Camper Classified: What Only the Campers Know About Camp

If you want to know what something is really like, you’ve got to talk to someone who’s been there. And when it comes to overnight camp, only a camper can give you the inside look. While the website or brochure may seem informative, it does not always give a true picture of what the experience is like. Your child may wonder what the activities are like, what some of the best memories will be, and if there are any tips that some campers could generously pass along. We had the chance to get the scoop from a few campers and found out first hand what to expect at camp.

Having references for the camp is helpful.

Local camper Hap H., who attends Camp Strongriver in Mississippi, shares, “I originally found out about the camp from my mom who went there as a young child. She then told my sister who also went, and then I went,” says Hap. Hap did not have many worries because he went to camp well-informed. “They were welcoming and friendly to people who have not been away from their families before, and if you have a problem, they are very supportive,” he adds.

Every camp has their own set of activities.

“We do things that you never get to experience in Baton Rouge like kayaking and climbing mountains that you have never seen,” says Julia P., a local camper who attends Camp Merri-Mac in North Carolina. While at camp, Julia took up guitar and also started diving and learning how to knit. “My camp in particular was a Christian-based camp so I connected with God a lot and we sang all the time,” she adds.

One of Julia’s favorite memories was going on her first climbing trip outside of North Carolina and Virginia and reaching the top of the mountain. “Seeing everything and being with all my friends really inspired me because you see what God has put in front of you and you really start to understand the blessings you have. It opened my eyes up more to the world,” she shares.

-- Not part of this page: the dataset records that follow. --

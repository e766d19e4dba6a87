//! Pipeline Configuration Module
//!
//! All tunables are read once at startup from `RIVERGUARD_*` environment
//! variables with typed defaults, validated, then frozen behind a global
//! accessor. There is no live reconfiguration.
//!
//! ## Usage
//!
//! Call `config::init()` once at startup, then `config::get()` anywhere:
//!
//! ```ignore
//! // In main():
//! let settings = Settings::from_env()?;
//! config::init(settings);
//!
//! // Anywhere in the codebase:
//! let threshold = config::get().zscore_threshold;
//! ```

pub mod defaults;
mod settings;
pub mod validation;

pub use settings::{ConfigError, SensorGroup, Settings, ValueRange};
pub use validation::{validate, ValidationWarning};

use std::sync::OnceLock;

/// Global pipeline settings, initialized once at startup.
static SETTINGS: OnceLock<Settings> = OnceLock::new();

/// Initialize the global settings.
///
/// Must be called exactly once before any calls to `get()`. A second call
/// is ignored with a warning (safe for parallel tests).
pub fn init(settings: Settings) {
    if SETTINGS.set(settings).is_err() {
        tracing::warn!("config::init() called more than once — ignoring");
    }
}

/// Get a reference to the global settings.
///
/// Panics if `init()` has not been called — a missing config is a startup
/// bug, not a recoverable condition.
pub fn get() -> &'static Settings {
    #[allow(clippy::expect_used)]
    let settings = SETTINGS
        .get()
        .expect("config::get() called before config::init() — this is a startup bug");
    settings
}

/// Check whether the config has been initialized.
///
/// Useful for tests and optional config paths.
pub fn is_initialized() -> bool {
    SETTINGS.get().is_some()
}
//! Anomaly scoring chain for the factory path.
//!
//! `zscore` joins each reading with its sensor's rolling window statistics;
//! `persistence` gates on consecutive-anomaly streaks; `multivariate`
//! synchronizes confirmed anomalies per discharge-point group and computes
//! the RMS composite; `attribution` explains each group row by z² share.

pub mod attribution;
pub mod multivariate;
pub mod persistence;
pub mod zscore;

pub use attribution::format_alert;
pub use multivariate::GroupAggregator;
pub use persistence::PersistenceGate;
pub use zscore::ZScorer;
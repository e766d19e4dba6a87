//! Multivariate group aggregator: per-discharge-point sync buckets.
//!
//! Each confirmed anomaly contributes to its group's current *time bucket*
//! (the reading timestamp rounded to the nearest sync tolerance). A bucket
//! accumulates a bitmask of which member sensors have fired; it emits
//! exactly one row when the bitmask completes or when a later bucket is
//! observed for the same group. The bucket's effective timestamp is the
//! latest contributing reading's.
//!
//! Composite score is the root-mean-square of the contributing z-scores
//! only; missing members dilute nothing.

use std::collections::HashMap;

use tracing::debug;

use crate::config::Settings;
use crate::types::{parse_event_time, ConfirmedAnomaly, GroupRow};

/// Open bucket state for one group.
#[derive(Debug)]
struct Bucket {
    key_ms: i64,
    bitmask: u64,
    /// z-score per member slot; only slots with their bit set are live.
    z_scores: Vec<f64>,
    latest_ts_ms: i64,
    latest_timestamp: String,
}

impl Bucket {
    fn new(key_ms: i64, member_count: usize) -> Self {
        Self {
            key_ms,
            bitmask: 0,
            z_scores: vec![0.0; member_count],
            latest_ts_ms: i64::MIN,
            latest_timestamp: String::new(),
        }
    }
}

pub struct GroupAggregator {
    sync_tolerance_ms: i64,
    group_threshold: f64,
    time_format: String,
    /// (group name, ordered member list) — order defines bitmask bits.
    groups: Vec<(String, Vec<String>)>,
    /// sensor_id → (group index, bit index).
    membership: HashMap<String, (usize, u32)>,
    buckets: Vec<Option<Bucket>>,
    /// Key of the last emitted bucket per group, to keep one row per bucket.
    last_emitted: Vec<Option<i64>>,
}

impl GroupAggregator {
    pub fn new(settings: &Settings) -> Self {
        let groups: Vec<(String, Vec<String>)> = settings
            .sensor_groups
            .iter()
            .map(|g| (g.name.clone(), g.members.clone()))
            .collect();
        let mut membership = HashMap::new();
        for (gi, (_, members)) in groups.iter().enumerate() {
            for (bit, sensor_id) in members.iter().enumerate() {
                #[allow(clippy::cast_possible_truncation)]
                membership.insert(sensor_id.clone(), (gi, bit as u32));
            }
        }
        let count = groups.len();
        Self {
            sync_tolerance_ms: settings.sync_tolerance_ms,
            group_threshold: settings.group_threshold,
            time_format: settings.input_time_format.clone(),
            groups,
            membership,
            buckets: (0..count).map(|_| None).collect(),
            last_emitted: vec![None; count],
        }
    }

    /// Feed one confirmed anomaly. Returns a finished group row when this
    /// contribution completed the bucket's bitmask or rolled the group onto
    /// a later bucket.
    pub fn observe(&mut self, confirmed: &ConfirmedAnomaly) -> Option<GroupRow> {
        let &(group_idx, bit) = self.membership.get(&confirmed.sensor_id)?;
        let ts = parse_event_time(&confirmed.timestamp, &self.time_format)?;
        let ts_ms = ts.and_utc().timestamp_millis();
        let key_ms = self.bucket_key(ts_ms);

        // One row per (group, bucket): contributions to an already-emitted
        // bucket are dropped.
        if self.last_emitted[group_idx].is_some_and(|k| key_ms <= k) {
            debug!(
                group = %self.groups[group_idx].0,
                sensor_id = %confirmed.sensor_id,
                "contribution to an emitted bucket dropped"
            );
            return None;
        }

        let member_count = self.groups[group_idx].1.len();

        let roll_over = match self.buckets[group_idx].as_ref() {
            Some(bucket) if key_ms < bucket.key_ms => {
                debug!(
                    group = %self.groups[group_idx].0,
                    sensor_id = %confirmed.sensor_id,
                    "late contribution behind the open bucket dropped"
                );
                return None;
            }
            Some(bucket) => key_ms > bucket.key_ms,
            None => false,
        };

        // A later bucket closes the open one.
        let emitted = if roll_over {
            self.close_bucket(group_idx)
        } else {
            None
        };
        if self.buckets[group_idx].is_none() {
            self.buckets[group_idx] = Some(Bucket::new(key_ms, member_count));
        }

        let full_mask = full_bitmask(member_count);
        let mut completed = false;
        if let Some(bucket) = self.buckets[group_idx].as_mut() {
            bucket.bitmask |= 1 << bit;
            bucket.z_scores[bit as usize] = confirmed.z_score;
            if ts_ms > bucket.latest_ts_ms {
                bucket.latest_ts_ms = ts_ms;
                bucket.latest_timestamp = confirmed.timestamp.clone();
            }
            completed = bucket.bitmask == full_mask;
        }
        if completed {
            // An open bucket is always incomplete, so a roll-over close and
            // a completion close never both produce a row on one observe.
            let complete = self.close_bucket(group_idx);
            return complete.or(emitted);
        }

        emitted
    }

    /// Emit every open bucket — called when the source closes.
    pub fn flush(&mut self) -> Vec<GroupRow> {
        (0..self.groups.len())
            .filter_map(|gi| self.close_bucket(gi))
            .collect()
    }

    fn bucket_key(&self, ts_ms: i64) -> i64 {
        // Nearest multiple of the sync tolerance.
        (ts_ms + self.sync_tolerance_ms / 2).div_euclid(self.sync_tolerance_ms)
            * self.sync_tolerance_ms
    }

    fn close_bucket(&mut self, group_idx: usize) -> Option<GroupRow> {
        let bucket = self.buckets[group_idx].take()?;
        if bucket.bitmask == 0 {
            return None;
        }
        self.last_emitted[group_idx] = Some(bucket.key_ms);

        let (name, members) = &self.groups[group_idx];
        let mut contributing = Vec::new();
        let mut missing = Vec::new();
        let mut sensor_z_scores = Vec::new();
        let mut sum_sq = 0.0;

        for (bit, sensor_id) in members.iter().enumerate() {
            if bucket.bitmask & (1 << bit) != 0 {
                let z = bucket.z_scores[bit];
                contributing.push(sensor_id.clone());
                sensor_z_scores.push((sensor_id.clone(), z));
                sum_sq += z * z;
            } else {
                missing.push(sensor_id.clone());
            }
        }

        #[allow(clippy::cast_precision_loss)]
        let composite_score = (sum_sq / contributing.len() as f64).sqrt();

        Some(GroupRow {
            group_name: name.clone(),
            timestamp: bucket.latest_timestamp,
            composite_score,
            sensor_z_scores,
            contributing,
            missing,
            is_group_anomaly: composite_score > self.group_threshold,
        })
    }
}

const fn full_bitmask(member_count: usize) -> u64 {
    if member_count >= 64 {
        u64::MAX
    } else {
        (1u64 << member_count) - 1
    }
}
//! Temporal backtrack: the attribution engine for CETP shocks.
//!
//! For a shock at time T, the plume that caused it left its factory one
//! pipe-travel-time earlier. The engine holds a static, time-sorted index of
//! factory discharge rows (loaded eagerly at startup) and, per shock,
//! searches `[T − travel − tol, T − travel + tol]` for the row with the
//! **maximum COD** — highest discharge at the right time wins. Ties break
//! deterministically: latest timestamp, then lexicographically smallest
//! factory id.
//!
//! An empty window still produces an evidence record, with null attribution
//! and the backtrack time logged.
//!
//! The factory data being historical and static is what makes an in-memory
//! index correct here; a live factory feed would replace this index with a
//! merged-stream temporal join behind the same lookup seam (see DESIGN.md).

use chrono::NaiveDateTime;
use tracing::{debug, info};

use crate::config::Settings;
use crate::ingest;
use crate::types::{parse_event_time, round2, utc_now_iso, EvidenceRecord, ShockEvent};

/// One indexed factory discharge row. COD is always present — null-COD rows
/// never enter the index.
#[derive(Debug, Clone)]
pub struct IndexedRow {
    pub factory_id: String,
    pub ts: NaiveDateTime,
    pub cod: f64,
    pub bod: Option<f64>,
    pub ph: Option<f64>,
    pub tss: Option<f64>,
}

/// Static factory discharge index, strictly sorted by time.
pub struct FactoryIndex {
    rows: Vec<IndexedRow>,
}

impl FactoryIndex {
    /// Build the index from pre-loaded factory rows, dropping BLACKOUT rows
    /// and rows whose timestamp does not parse.
    pub fn from_rows(rows: &[crate::types::FactoryRow], settings: &Settings) -> Self {
        let mut indexed: Vec<IndexedRow> = rows
            .iter()
            .filter_map(|row| {
                let cod = row.cod?;
                let ts = parse_event_time(&row.time, &settings.input_time_format)?;
                Some(IndexedRow {
                    factory_id: row.factory_id.clone(),
                    ts,
                    cod,
                    bod: row.bod,
                    ph: row.ph,
                    tss: row.tss,
                })
            })
            .collect();
        indexed.sort_by(|a, b| a.ts.cmp(&b.ts).then_with(|| a.factory_id.cmp(&b.factory_id)));
        info!("factory index built: {} discharge rows", indexed.len());
        Self { rows: indexed }
    }

    /// Load factory CSVs and build the index in one step.
    pub fn load(
        factory_dir: &std::path::Path,
        settings: &Settings,
    ) -> Result<Self, ingest::IngestError> {
        let rows = ingest::load_factory_rows(factory_dir)?;
        Ok(Self::from_rows(&rows, settings))
    }

    pub fn len(&self) -> usize {
        self.rows.len()
    }

    pub fn is_empty(&self) -> bool {
        self.rows.is_empty()
    }

    /// All rows with `ts ∈ [from, to]`, in time order.
    fn window(&self, from: NaiveDateTime, to: NaiveDateTime) -> &[IndexedRow] {
        let lo = self.rows.partition_point(|r| r.ts < from);
        let hi = self.rows.partition_point(|r| r.ts <= to);
        &self.rows[lo..hi]
    }
}

/// Attribution engine binding the index to the configured travel offset.
pub struct Backtracker {
    index: FactoryIndex,
    travel: chrono::Duration,
    tolerance: chrono::Duration,
    time_format: String,
}

impl Backtracker {
    pub fn new(index: FactoryIndex, settings: &Settings) -> Self {
        Self {
            index,
            travel: settings.pipe_travel(),
            tolerance: settings.asof_tolerance(),
            time_format: settings.input_time_format.clone(),
        }
    }

    /// Attribute one shock event, producing its evidence record.
    ///
    /// Returns `None` only when the shock timestamp itself is unparseable —
    /// an empty search window still yields a (null-attributed) record.
    pub fn attribute(&self, shock: &ShockEvent) -> Option<EvidenceRecord> {
        let event_ts = parse_event_time(&shock.time, &self.time_format)?;
        let backtrack_ts = event_ts - self.travel;
        let backtrack_time = backtrack_ts.format(&self.time_format).to_string();

        let window = self
            .index
            .window(backtrack_ts - self.tolerance, backtrack_ts + self.tolerance);
        let matched = select_culprit(window);

        if matched.is_none() {
            debug!(
                cetp_event_time = %shock.time,
                backtrack_time = %backtrack_time,
                "no factory discharge inside the backtrack window"
            );
        }

        Some(EvidenceRecord {
            logged_at: utc_now_iso(),
            cetp_event_time: shock.time.clone(),
            cetp_cod: round2(shock.cod_value),
            breach_mag: round2(shock.breach_mag),
            alert_level: shock.alert_level.clone(),
            backtrack_time,
            attributed_factory: matched.map(|r| r.factory_id.clone()),
            factory_cod: matched.map(|r| round2(r.cod)),
            factory_bod: matched.and_then(|r| r.bod.map(round2)),
            factory_tss: matched.and_then(|r| r.tss.map(round2)),
        })
    }
}

/// Pick the highest-COD row; tie-break latest timestamp, then smallest id.
fn select_culprit(window: &[IndexedRow]) -> Option<&IndexedRow> {
    window.iter().reduce(|best, candidate| {
        let better = candidate.cod > best.cod
            || (candidate.cod == best.cod
                && (candidate.ts > best.ts
                    || (candidate.ts == best.ts && candidate.factory_id < best.factory_id)));
        if better {
            candidate
        } else {
            best
        }
    })
}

The camp Hap attends has ropes activities, docks, archery, and horseback riding, and campers can also roam around the camp. There was also a little playground in the center of the camp. “We have morning activities like fishing, soccer, yoga, running, blueberry picking, and feeding and grooming the horses. After that, we eat breakfast and then go to the cabin for 10-15 minutes before we got ready for the afternoon activities,” he shares. The owner of the camp then details the day’s activities and reads a Bible prayer. The campers enjoy getting to go out on the farm, playing in the rapids, going on a canoe trip, or tubing in the river. “We also have a nighttime ceremony where we play ‘Brown Cow’ where you get a jug of milk and sing a goodnight song and then go to bed,” he adds.

Teamwork is emphasized.

“They have friendly competitions at camp like ‘Lights Out’ and ‘Clean Cabin’ so whichever cabin is the cleanest gets a piece of candy,” says Hap. If you prefer to relax, you can do those friendly competitions and are not obligated to participate in too many other activities.

The camp wants you to be free of distractions.

“You cannot bring iPhones and watches or anything with a power cord; it has to all be battery-operated,” he shares.

However, Julia assures that you do not have to lose touch while away. “My camp let my parents email me, and they would print it out and give it to me, so that is a way that we keep in touch. I also write them letters back,” she adds.

Ask questions and be open with staff about any questions or concerns.

“A lot of people were anxious at first not knowing what to expect because there is always room for curiosity about what is going to happen, but camp has a warm, open environment and the counselors are really good people to talk to,” says Julia.

You will meet a lot of new people.

Going away with a friend can make a difference, too. “Camp offers a get together where you can invite friends to watch a video on the camp. The activities they showed on the video really caught my eye. I thought it was something I wanted to try out, but only one-third of the people go with a friend,” says Julia. But, you will meet people from all over. “It is a really cool experience with a wide mix of people,” she adds.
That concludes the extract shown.